«C’est compliqué de se développer sans savoir où on va»
Le secteur de l’automobile vit une période de transformations et d’incertitudes importantes. Comment les travailleurs d’Aisin Europe, entreprise spécialisée dans le reconditionnement de boîtes de vitesses automobiles usagées, appréhendent-ils l’avenir?
Propos recueillis par David Morelli
Aisin (ex-AW), fabricant de pièces automobiles et leader mondial sur le marché dans la production de boîtes de vitesses automatiques, emploie en Belgique quelque 700 personnes, réparties sur les sites de Braine-l’Alleud et de Baudour. Dans un marché qui évolue profondément depuis des années, le besoin de réinvention et de réactivité constitue le quotidien des 300 ouvriers du site montois.
«Notre pôle électronique a produit des systèmes de navigation pendant des années. Mais l’arrivée de Google Maps a tué ce marché, explique Lucas Momi, délégué CSC depuis 2012. Nous avons rebondi en produisant des puces électroniques pour les boîtes de vitesses automatique. Aujourd’hui, nous en produisons également pour les pompes à eau des systèmes de refroidissement des véhicules électriques.»
Le pôle mécanique est quant à lui spécialisé dans le reconditionnement des boîtes de vitesses. «Aucune différence par rapport à une boîte de vitesses neuve… sauf le prix, assure le délégué. On est dans une période charnière. Le reconditionnement est en phase avec une durée de vie des véhicules d’occasion qui s’allonge, mais l’avenir de cette activité sera lié à celui de la transition électrique. Se redéployer exclusivement sur l’électrique sans savoir si cela va fonctionner, c’est aussi risqué que de garder un business uniquement lié aux moteurs thermiques. Face à cette incertitude, Aisin développe en parallèle des essieux avec groupes motopropulseurs, qui ne nécessitent pas de boîte de vitesses automatique, et intensifie le développement de son activité de distribution de pièces automobiles. Mais c’est compliqué de se développer sans savoir où on va.»

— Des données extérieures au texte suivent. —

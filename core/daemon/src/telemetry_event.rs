//! Raw events received from the Beat Saber telemetry link.
//!
//! Events are kept as the JSON objects the game sent so sessions can be
//! persisted verbatim. Only the `event` discriminator and the song descriptor
//! of `songStart` are interpreted here.

use serde::{Deserialize, Serialize};
use serde_json::Value;

#[derive(Debug, Clone, Copy, PartialEq, Eq)]
pub enum EventKind {
    SongStart,
    Finished,
    Failed,
    Other,
}

impl EventKind {
    pub fn is_terminal(self) -> bool {
        matches!(self, EventKind::Finished | EventKind::Failed)
    }
}

#[derive(Debug, Clone, PartialEq, Serialize, Deserialize)]
#[serde(transparent)]
pub struct TelemetryEvent(Value);

/// Song descriptor carried in `status.beatmap` of a `songStart` event.
#[derive(Debug, Clone, Default, PartialEq, Eq, Serialize)]
pub struct BeatmapInfo {
    pub song_author_name: Option<String>,
    pub song_name: Option<String>,
    pub difficulty: Option<String>,
}

impl TelemetryEvent {
    pub fn new(value: Value) -> Self {
        Self(value)
    }

    pub fn parse(text: &str) -> Result<Self, serde_json::Error> {
        serde_json::from_str(text).map(Self)
    }

    pub fn name(&self) -> Option<&str> {
        self.0.get("event").and_then(Value::as_str)
    }

    pub fn kind(&self) -> EventKind {
        match self.name() {
            Some("songStart") => EventKind::SongStart,
            Some("finished") => EventKind::Finished,
            Some("failed") => EventKind::Failed,
            _ => EventKind::Other,
        }
    }

    pub fn status(&self) -> Option<&Value> {
        self.0.get("status")
    }

    pub fn beatmap(&self) -> Option<BeatmapInfo> {
        let beatmap = self.status()?.get("beatmap")?;
        let field = |key: &str| beatmap.get(key).and_then(Value::as_str).map(str::to_string);
        Some(BeatmapInfo {
            song_author_name: field("songAuthorName"),
            song_name: field("songName"),
            difficulty: field("difficulty"),
        })
    }
}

Dans ce contexte, une polyvalence importante est demandée aux ouvriers. «Pour nous, l’objectif n°1, c’est de garder l’emploi. Nous essayons donc de former les travailleurs pour leur permettre de pouvoir travailler dans les différents pôles de l’entreprises lorsqu’il faut palier aux fluctuations de la demande. Malheureusement, cette polyvalence n’est pas rémunérée comme elle devrait l’être», regrette Lucas Momi.
Les incertitudes géopolitiques, comme l’augmentation des droits de douanes pour les exportations vers les États-Unis, ne facilitent pas la délicate transition des entreprises du secteur automobile. «Elles seront impactées en fonction de leur chaîne de valeur, de leurs fournisseurs et de leurs clients, explique le délégué CSC. Par exemple, Aisin vend des puces électroniques sur le marché chinois. La Chine va-t-elle pouvoir continuer à travailler avec nous? Trump a lancé les dés, mais ils sont toujours en train de tourner».
Incertitudes également quant à l’avenir de l’industrie en Europe. Le délégué ne voit en tout cas pas encore d’effets depuis l’annonce par la Commission d’un plan d’action visant à renforcer la compétitivité des constructeurs automobiles européens. Et les investissements annoncés par l’Europe et l’Arizona en matière de réarmement l’interrogent. «L’armement est une opportunité en matière de réindustrialisation, mais il faut aussi investir dans d’autres secteurs, comme la sidérurgie ou l’automobile. Il y a un manque de vision à long terme. L’Europe doit miser sur sa capacité à consommer et à produire en local», conclut Lucas Momi.
La Chine va-t-elle pouvoir continuer à travailler avec nous? Trump a lancé les dés, mais ils sont toujours en train de tourner».